Unfortunately it is true, certain specific minority religions are still stigmatized and
under constant scrutiny. For instance the Islam religion or the FLDS religion. All of
America has suffered since 9/11 and that act of terrorism has poisoned some people’s
minds when they consider a Muslim or the Islamic faith. This is very unfortunate. I pray
the lines of communication will remain open and there will be a continued effort to
restore some of the tolerance and acceptance that existed before America was attacked
by Muslim extremists. The FLDS religion has suffered greatly by the actions of their
leaders. Further, it is inexcusable that people are expected, women specifically, to know
there is a better life for them when oppression, shame and abuse is all they have ever
known to exist. People who show love, acceptance and a wiliness to serve should be
the only people women in the FLDS church encounter in America.

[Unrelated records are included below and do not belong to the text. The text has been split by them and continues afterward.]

//! Tree writer: nested trees into container groups and datasets

use std::path::Path;
use std::time::{Duration, Instant};

use arbor_format::{ArborError, Group, Limits};
use thiserror::Error;
use tracing::{debug, error, info, warn};

use crate::convert::dataset_from_leaf;
use crate::fallback::{json_sibling_path, try_serialize_json};
use crate::file::ContainerFile;
use crate::tree::{Tree, TreeNode};
use crate::WriteOptions;

/// Diagnostic used for leaf failures when detail is not requested
pub const DETAIL_HINT: &str = "Set show_detail to true for details";

/// Reasons a container write fails
#[derive(Debug, Error)]
pub enum WriteError {
    /// The container rejected a single leaf value
    #[error("Failed to write dataset '{key}' with value of type {type_name}. ({source})")]
    Leaf {
        /// Name of the rejected leaf
        key: String,
        /// Type name of the rejected value
        type_name: &'static str,
        /// Container's reason
        #[source]
        source: ArborError,
    },
    /// Opening, building or committing the container failed
    #[error("{0}")]
    Container(#[from] ArborError),
}

/// What happened during [`write_tree`]
#[derive(Debug, Clone, Default)]
pub struct WriteOutcome {
    /// The container was written completely
    pub primary_ok: bool,
    /// A JSON backup was attempted after the container write failed
    pub fallback_attempted: bool,
    /// Result of the JSON backup, when attempted
    pub fallback_ok: Option<bool>,
    /// Wall-clock time spent on the container write
    pub elapsed: Duration,
    /// Human-readable report lines, in order
    pub diagnostics: Vec<String>,
}

impl WriteOutcome {
    /// Boolean result of a write: `true` when the container was written, or
    /// when it failed and a JSON backup was attempted (whatever its result).
    pub fn succeeded(&self) -> bool {
        self.primary_ok || self.fallback_attempted
    }

    fn report(&mut self, line: String) {
        self.diagnostics.push(line);
    }
}

/// Walks a [`Tree`], creating a group per mapping and a dataset per leaf.
pub struct TreeWriter<'a> {
    limits: &'a Limits,
}

impl<'a> TreeWriter<'a> {
    /// Create a writer bounded by `limits`
    pub fn new(limits: &'a Limits) -> Self {
        Self { limits }
    }

    /// Write `tree` into `group`, stopping at the first failure.
    pub fn write(&self, group: &mut Group, tree: &Tree) -> Result<(), WriteError> {
        self.write_level(group, tree, 0)
    }

    fn write_level(&self, group: &mut Group, level: &Tree, depth: usize) -> Result<(), WriteError> {
        for (key, node) in level {
            // Anything accepted here must also pass the limits applied on read
            let next_len = group.len() + 1;
            match node {
                TreeNode::Group(sub) => {
                    self.limits.check_depth(depth + 1)?;
                    self.limits.check_name(key)?;
                    self.limits.check_entries(next_len)?;
                    let child = group.create_group(key)?;
                    self.write_level(child, sub, depth + 1)?;
                }
                TreeNode::Leaf(value) => {
                    self.limits
                        .check_name(key)
                        .and_then(|()| self.limits.check_entries(next_len))
                        .and_then(|()| dataset_from_leaf(value))
                        .and_then(|dataset| {
                            self.limits.check_dataset(&dataset)?;
                            group.create_dataset(key, dataset)
                        })
                        .map_err(|source| WriteError::Leaf {
                            key: key.clone(),
                            type_name: value.type_name(),
                            source,
                        })?;
                }
            }
        }
        Ok(())
    }
}

/// Write `tree` to a fresh container at `path`.
///
/// The container is committed to disk even when a leaf is rejected part way
/// through. When the write fails and [`WriteOptions::use_json_backup`] is set,
/// the tree is also written as JSON next to `path`.
pub fn write_tree(tree: &Tree, path: impl AsRef<Path>, opts: &WriteOptions) -> WriteOutcome {
    let path = path.as_ref();
    let start = Instant::now();
    let mut outcome = WriteOutcome::default();

    let result = write_container(tree, path, &opts.limits);
    outcome.elapsed = start.elapsed();

    let err = match result {
        Ok(()) => {
            outcome.primary_ok = true;
            let line = format!("Wrote file in {} sec.", outcome.elapsed.as_secs_f64());
            info!(path = %path.display(), elapsed = ?outcome.elapsed, "{}", line);
            outcome.report(line);
            return outcome;
        }
        Err(err) => err,
    };

    let reason = match &err {
        WriteError::Leaf { .. } => {
            if opts.show_detail {
                let detail = err.to_string();
                warn!("{}", detail);
                outcome.report(detail.clone());
                detail
            } else {
                DETAIL_HINT.to_string()
            }
        }
        WriteError::Container(inner) => {
            error!(tree = ?tree, "container write aborted");
            outcome.report(format!("{:?}", tree));
            inner.to_string()
        }
    };
    let line = format!("Failed to write container! ({})", reason);
    error!(path = %path.display(), "{}", line);
    outcome.report(line);

    if opts.use_json_backup {
        let json_path = json_sibling_path(path);
        outcome.fallback_attempted = true;
        match try_serialize_json(tree, &json_path) {
            Ok(()) => {
                info!(path = %json_path.display(), "wrote JSON backup");
                outcome.fallback_ok = Some(true);
            }
            Err(err) => {
                let line = format!("Failed to write JSON backup: ({}).", err);
                warn!(path = %json_path.display(), "{}", line);
                outcome.report(line);
                outcome.fallback_ok = Some(false);
            }
        }
    }

    outcome
}

fn write_container(tree: &Tree, path: &Path, limits: &Limits) -> Result<(), WriteError> {
    let mut file = ContainerFile::create(path, limits.clone())?;
    let written = TreeWriter::new(limits).write(file.root_mut(), tree);
    if let Err(err) = &written {
        debug!(error = %err, "tree write stopped; committing partial container");
    }
    let closed = file.close();
    written?;
    closed?;
    Ok(())
}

I enjoyed learning about the Rawlsian Theory or ‘justice of fairness’ in our
lectures, and while of course I think if everyone had a ‘veil of ignorance’ and was
unaware of where they would exist in a society we would not discriminate or allow for
unfairness, I struggled to apply it to religion. Religion is, by its deepest nature, an
incredibly personal and delicate matter. Something some people believe to be at the
very core of their existence and future. Therefore, it becomes something which cannot
be influenced or adapted to fit another person’s claims of conscience.

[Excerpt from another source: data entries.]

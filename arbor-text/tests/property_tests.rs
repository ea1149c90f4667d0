//! Property-based tests for the text helpers

use arbor_text::{banner, pad_around, tokenize_with_positions, wrap, DEFAULT_WHITESPACE};
use proptest::prelude::*;

proptest! {
    #[test]
    fn wrapped_lines_fit_width(text in "[a-z \n]{0,200}", width in 1usize..40) {
        let wrapped = wrap(&text, width);
        for line in wrapped.lines() {
            prop_assert!(line.chars().count() <= width);
            prop_assert!(!line.trim().is_empty());
        }
    }

    #[test]
    fn wrap_keeps_every_word_character(text in "[a-z ]{0,120}", width in 1usize..20) {
        let wrapped = wrap(&text, width);
        let before: String = text.chars().filter(|c| !c.is_whitespace()).collect();
        let after: String = wrapped.chars().filter(|c| !c.is_whitespace()).collect();
        prop_assert_eq!(before, after);
    }

    #[test]
    fn tokens_slice_back_to_source(text in "[a-c ,;]{0,64}") {
        let chars: Vec<char> = text.chars().collect();
        let tokens = tokenize_with_positions(&text, " ,;");
        let mut last_end = 0;
        for token in &tokens {
            prop_assert!(token.start < token.end);
            prop_assert!(token.start >= last_end);
            let slice: String = chars[token.start..token.end].iter().collect();
            prop_assert_eq!(&slice, &token.text);
            last_end = token.end;
        }
        let joined: String = tokens.iter().map(|t| t.text.as_str()).collect();
        let kept: String = text.chars().filter(|c| !" ,;".contains(*c)).collect();
        prop_assert_eq!(joined, kept);
    }

    #[test]
    fn pad_around_only_adds_pad_chars(text in "[a-c=]{0,32}") {
        let padded = pad_around(&text, "=", DEFAULT_WHITESPACE, ' ');
        let stripped: String = padded.chars().filter(|c| *c != ' ').collect();
        prop_assert_eq!(stripped, text.clone());
        prop_assert_eq!(pad_around(&padded, "=", DEFAULT_WHITESPACE, ' '), padded);
    }

    #[test]
    fn banner_reaches_width(text in "[a-z]{0,10}", width in 0usize..40, pad in any::<bool>()) {
        let b = banner(&text, width, '*', pad);
        let core_len = text.chars().count() + if pad { 2 } else { 0 };
        prop_assert_eq!(b.chars().count(), width.max(core_len));
        prop_assert!(b.contains(text.as_str()));
    }
}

With this being said, Americans of all beliefs should interact with love, respect
and a possible willingness to compromise. They should look for places and times of
commonality to work and serve together. In chapter 10 of our reading in America and
the Challenges of Religious Diversity, the author Wuthnow writes;

‘Pluralism is our response to diversity – how we think about it, how we
respond to it in our attitudes and lifestyles, and whether we choose to
embrace it, ignore it, or merely cope with it.’
How we respond to pluralism is the key. We should not feel threatened by
another religion simply by the fact it exists. The majority of religions teach love and
understanding, these are not behaviors to be afraid of. We should think of diverse
religions as a positive thing. Through our Landscaping Project I was able to visit a
Catholic Church, a Hindu Temple and a Jehovah Witness Kingdom Hall. During each of
my visits I was able to be taught or watch, and in the case of the Jehovah Witnesses,
participate in their services. During each visit I was able to see beauty and love for
others. I did not have to part with a piece of my own religion or beliefs to recognize their
importance and place in America.
I believe America is becoming more diverse and pluralistic every day. Although
there seems to be a positive move towards tolerance, it is not arrogant to want to keep
your religious beliefs intact and at the forefront of your everyday life; including in how
you vote, where you live and who you associate with. Doing this does not speak of
intolerance or discrimination or exclusivity…it only means this is where you are safe,
comfortable and what you understand to be true.
I am in harmony with Freud and Marx and their defining of religion from our
lecture; “just an illusion or wishful thinking and the opium of the people” respectively.
Because I am okay with wishful thinking, working towards your dreams and doing things
that make you feel happy, and this includes religion. I realize they meant these
definitions to be derogatory and making light or poking fun at religious people…but that

is fine with me. I also agree with Jim Stone and his definition of religion from our lecture;
religion does “figure centrally in the satisfaction of substantial human needs.” Because
this is true for me.

Works Cited
Wuthnow, Robert. America and the Challenges of Religious Diversity. Princeton, NJ.
Princeton University Press. 2005. Print.